» **Task details**
Your answer must consist of every line from the data below that includes the word "spam".

Records excerpted from a collection

:::

//! Block-list and filter-outcome model types.

use serde::Deserialize;
use std::collections::BTreeSet;

/// Block-lists resolved once before a run.
///
/// Ordered sets keep keyword iteration deterministic, so the
/// "first matching keyword" rule means the same thing on every run.
#[derive(Debug, Clone, Default, PartialEq, Eq, Deserialize)]
pub struct FilterList {
    /// Sender hosts to exclude.
    #[serde(default)]
    pub domains: BTreeSet<String>,
    /// Sender addresses to exclude.
    #[serde(default)]
    pub emails: BTreeSet<String>,
    /// Case-sensitive subject substrings to exclude.
    #[serde(default)]
    pub keywords: BTreeSet<String>,
    /// Staff addresses: excluded from the filtered export but still counted.
    #[serde(default)]
    pub staff: BTreeSet<String>,
}

impl FilterList {
    /// Whether every list is empty.
    #[must_use]
    pub fn is_empty(&self) -> bool {
        self.domains.is_empty()
            && self.emails.is_empty()
            && self.keywords.is_empty()
            && self.staff.is_empty()
    }
}

/// Why a record was filtered out.
#[derive(Debug, Clone, Copy, PartialEq, Eq)]
pub enum FilterReason {
    /// Sender host is on the domain block-list.
    Domain,
    /// Sender is a staff member (suppressed in the filtered export).
    Staff,
    /// Sender address is on the address block-list.
    Email,
    /// Subject contains a blocked keyword.
    Keyword,
    /// Record's year does not match the target year.
    IncorrectYear,
}

impl FilterReason {
    /// The exact reason string written to the filtered export.
    #[must_use]
    pub const fn as_str(&self) -> &'static str {
        match self {
            Self::Domain => "Domain in filter list",
            Self::Staff => "Staff",
            Self::Email => "Email address in filter list",
            Self::Keyword => "Subject contains keyword in filter list",
            Self::IncorrectYear => "Incorrect Year",
        }
    }

    /// Whether records with this reason are withheld from the filtered
    /// export file. They still count toward filtered totals.
    #[must_use]
    pub const fn suppressed(&self) -> bool {
        matches!(self, Self::Staff | Self::IncorrectYear)
    }
}

impl std::fmt::Display for FilterReason {
    fn fmt(&self, f: &mut std::fmt::Formatter<'_>) -> std::fmt::Result {
        write!(f, "{}", self.as_str())
    }
}

/// Outcome of filter evaluation for one record.
#[derive(Debug, Clone, PartialEq, Eq, Default)]
pub enum FilterVerdict {
    /// Not evaluated yet.
    #[default]
    Unknown,
    /// Record passed every check.
    Passed,
    /// Record matched a block-list entry.
    Failed {
        /// Which check matched.
        reason: FilterReason,
        /// The matched value (host, address, subject, or year).
        value: String,
    },
}

impl FilterVerdict {
    /// Whether the verdict is a failure.
    #[must_use]
    pub const fn is_failed(&self) -> bool {
        matches!(self, Self::Failed { .. })
    }

    /// The failure reason, if any.
    #[must_use]
    pub const fn reason(&self) -> Option<FilterReason> {
        match self {
            Self::Failed { reason, .. } => Some(*reason),
            _ => None,
        }
    }

    /// The matched value, if any.
    #[must_use]
    pub fn value(&self) -> Option<&str> {
        match self {
            Self::Failed { value, .. } => Some(value),
            _ => None,
        }
    }
}

#[cfg(test)]
#[allow(clippy::unwrap_used, clippy::redundant_clone, clippy::manual_string_new)]
mod tests {
    use super::*;

    #[test]
    fn test_reason_strings() {
        assert_eq!(FilterReason::Domain.as_str(), "Domain in filter list");
        assert_eq!(FilterReason::Staff.as_str(), "Staff");
        assert_eq!(
            FilterReason::Email.as_str(),
            "Email address in filter list"
        );
        assert_eq!(
            FilterReason::Keyword.as_str(),
            "Subject contains keyword in filter list"
        );
        assert_eq!(FilterReason::IncorrectYear.as_str(), "Incorrect Year");
    }

    #[test]
    fn test_suppressed_reasons() {
        assert!(FilterReason::Staff.suppressed());
        assert!(FilterReason::IncorrectYear.suppressed());
        assert!(!FilterReason::Domain.suppressed());
        assert!(!FilterReason::Email.suppressed());
        assert!(!FilterReason::Keyword.suppressed());
    }

    #[test]
    fn test_verdict_accessors() {
        let verdict = FilterVerdict::Failed {
            reason: FilterReason::Domain,
            value: "spam.example".to_string(),
        };
        assert!(verdict.is_failed());
        assert_eq!(verdict.reason(), Some(FilterReason::Domain));
        assert_eq!(verdict.value(), Some("spam.example"));

        assert!(!FilterVerdict::Passed.is_failed());
        assert_eq!(FilterVerdict::Unknown.reason(), None);
    }

    #[test]
    fn test_filter_list_is_empty() {
        let mut list = FilterList::default();
        assert!(list.is_empty());
        list.domains.insert("spam.example".to_string());
        assert!(!list.is_empty());
    }
}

:::

» **Response area**
            value: "spam.example".to_string(),
        assert_eq!(verdict.value(), Some("spam.example"));
        list.domains.insert("spam.example".to_string());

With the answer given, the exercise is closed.